A Carriage For Lochee (Detective Watters Mysteries Book 6)

 

A Carriage For Lochee (Detective Watters Mysteries Book 6) by Malcolm Archibald

Book excerpt

Detective Sergeant George Watters glanced upwards, where shifting clouds part-obscured the scimitar moon. He grunted, for he had hoped for more light, and checked the time on the sadly battered watch that Marie had given him on their tenth wedding anniversary. Watters valued that watch and smoothed his fingers across the maker’s name. Benson was a quality watchmaker from London. Marie must have paid a packet for you. He waited until the minute hand moved to the number ten.

Ten minutes short of midnight.

“Are you ready, boys?”

Detective Constable Scuddamore nodded. “Yes, Sergeant.” With his immaculately groomed side whiskers, straight nose, and cleft chin, Scuddamore considered himself the most handsome man in the Dundee police force. Watters knew he notoriously tried to avoid situations that might endanger his looks. However, here he was, crouched outside a filthy alley in the village of Lochee, about to raid a shebeen where the inhabitants could prove highly violent. Scuddamore sighed, checked the staff in its long pocket and prepared for trouble.
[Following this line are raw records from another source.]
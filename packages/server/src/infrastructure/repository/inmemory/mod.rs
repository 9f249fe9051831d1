mod session_store;

pub use session_store::InMemorySessionStore;
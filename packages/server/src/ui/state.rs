//! Shared application state.

use std::sync::Arc;

use crate::{
    config::SessionTimings,
    usecase::{
        ConnectParticipantUseCase, DisconnectParticipantUseCase, DispatchMessageUseCase,
        GetRoomPresenceUseCase, GetRoomsUseCase,
    },
};

/// Shared application state
pub struct AppState {
    /// ConnectParticipantUseCase（参加者接続のユースケース）
    pub connect_participant_usecase: Arc<ConnectParticipantUseCase>,
    /// DisconnectParticipantUseCase（参加者切断のユースケース）
    pub disconnect_participant_usecase: Arc<DisconnectParticipantUseCase>,
    /// DispatchMessageUseCase（受信メッセージ振り分けのユースケース）
    pub dispatch_message_usecase: Arc<DispatchMessageUseCase>,
    /// GetRoomsUseCase（Room 一覧取得のユースケース）
    pub get_rooms_usecase: Arc<GetRoomsUseCase>,
    /// GetRoomPresenceUseCase（在室状況取得のユースケース）
    pub get_room_presence_usecase: Arc<GetRoomPresenceUseCase>,
    /// 接続ごとの I/O タイムアウト
    pub timings: SessionTimings,
}
//! Data Transfer Objects (DTOs) for the session server.
//!
//! DTOs are organized by protocol:
//! - `websocket`: WebSocket message DTOs
//! - `http`: HTTP API response DTOs

pub mod conversion;
pub mod http;
pub mod websocket;
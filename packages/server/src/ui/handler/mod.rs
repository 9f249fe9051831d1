//! HTTP and WebSocket handlers.

mod http;
mod websocket;

pub use http::{get_room_presence, get_rooms, health, health_check};
pub use websocket::websocket_handler;
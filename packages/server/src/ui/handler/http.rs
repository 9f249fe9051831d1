//! HTTP API endpoint handlers.

use std::sync::Arc;

use axum::{
    Json,
    extract::{Path, State},
    http::StatusCode,
};

use crate::{
    infrastructure::dto::http::RoomPresenceDto,
    ui::state::AppState,
    usecase::GetRoomPresenceError,
};

/// Liveness probe (plain text)
pub async fn health() -> &'static str {
    "OK"
}

/// Health check endpoint
pub async fn health_check() -> Json<serde_json::Value> {
    Json(serde_json::json!({"status": "ok"}))
}

/// Get presence of every active room
pub async fn get_rooms(
    State(state): State<Arc<AppState>>,
) -> Result<Json<Vec<RoomPresenceDto>>, StatusCode> {
    match state.get_rooms_usecase.execute().await {
        // Domain Model から DTO への変換
        Ok(rooms) => Ok(Json(rooms.into_iter().map(Into::into).collect())),
        Err(e) => {
            tracing::error!("Failed to get rooms: {}", e);
            Err(StatusCode::SERVICE_UNAVAILABLE)
        }
    }
}

/// Get presence of one room
pub async fn get_room_presence(
    State(state): State<Arc<AppState>>,
    Path(room_id): Path<String>,
) -> Result<Json<RoomPresenceDto>, StatusCode> {
    match state.get_room_presence_usecase.execute(room_id).await {
        Ok(presence) => Ok(Json(presence.into())),
        Err(GetRoomPresenceError::InvalidRoomId(_)) => Err(StatusCode::BAD_REQUEST),
        Err(GetRoomPresenceError::RoomNotFound(_)) => Err(StatusCode::NOT_FOUND),
        Err(GetRoomPresenceError::Registry(e)) => {
            tracing::error!("Failed to get room presence: {}", e);
            Err(StatusCode::SERVICE_UNAVAILABLE)
        }
    }
}
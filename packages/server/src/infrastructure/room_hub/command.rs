//! Requests submitted to the room hub coordinator.

use tokio::sync::oneshot;

use crate::domain::{ConnectionHandle, ConnectionIdentity, PresenceKey, RoomId, RoomPresence, UserId};

/// One unit of work for the coordinator; processed strictly in submission order
#[derive(Debug)]
pub(crate) enum Command {
    Register {
        connection: ConnectionHandle,
    },
    Unregister {
        identity: ConnectionIdentity,
    },
    Broadcast {
        room_id: RoomId,
        message: String,
        exclude_user_id: Option<UserId>,
    },
    /// Sent by a grace timer once its delay has elapsed
    LeaveGraceElapsed {
        key: PresenceKey,
        generation: u64,
    },
    RoomPresence {
        room_id: RoomId,
        reply: oneshot::Sender<Option<RoomPresence>>,
    },
    ActiveRooms {
        reply: oneshot::Sender<Vec<RoomPresence>>,
    },
    /// Close every connection and stop the coordinator
    Shutdown {
        reply: oneshot::Sender<usize>,
    },
}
“Ready, Sergeant,” Detective Constable Duff was the opposite of Scuddamore. Short for a policeman, he was villainously ugly and, with broad shoulders and mighty muscles, could stand toe-to-toe in a prizefighting ring. He flexed his knuckles and thought of Rosemary sleeping peacefully at home.

Behind the plain-clothed detectives, eight uniformed constables gripped their long wooden staffs, stamped their boots on the unpaved ground and waited for Watters’ orders.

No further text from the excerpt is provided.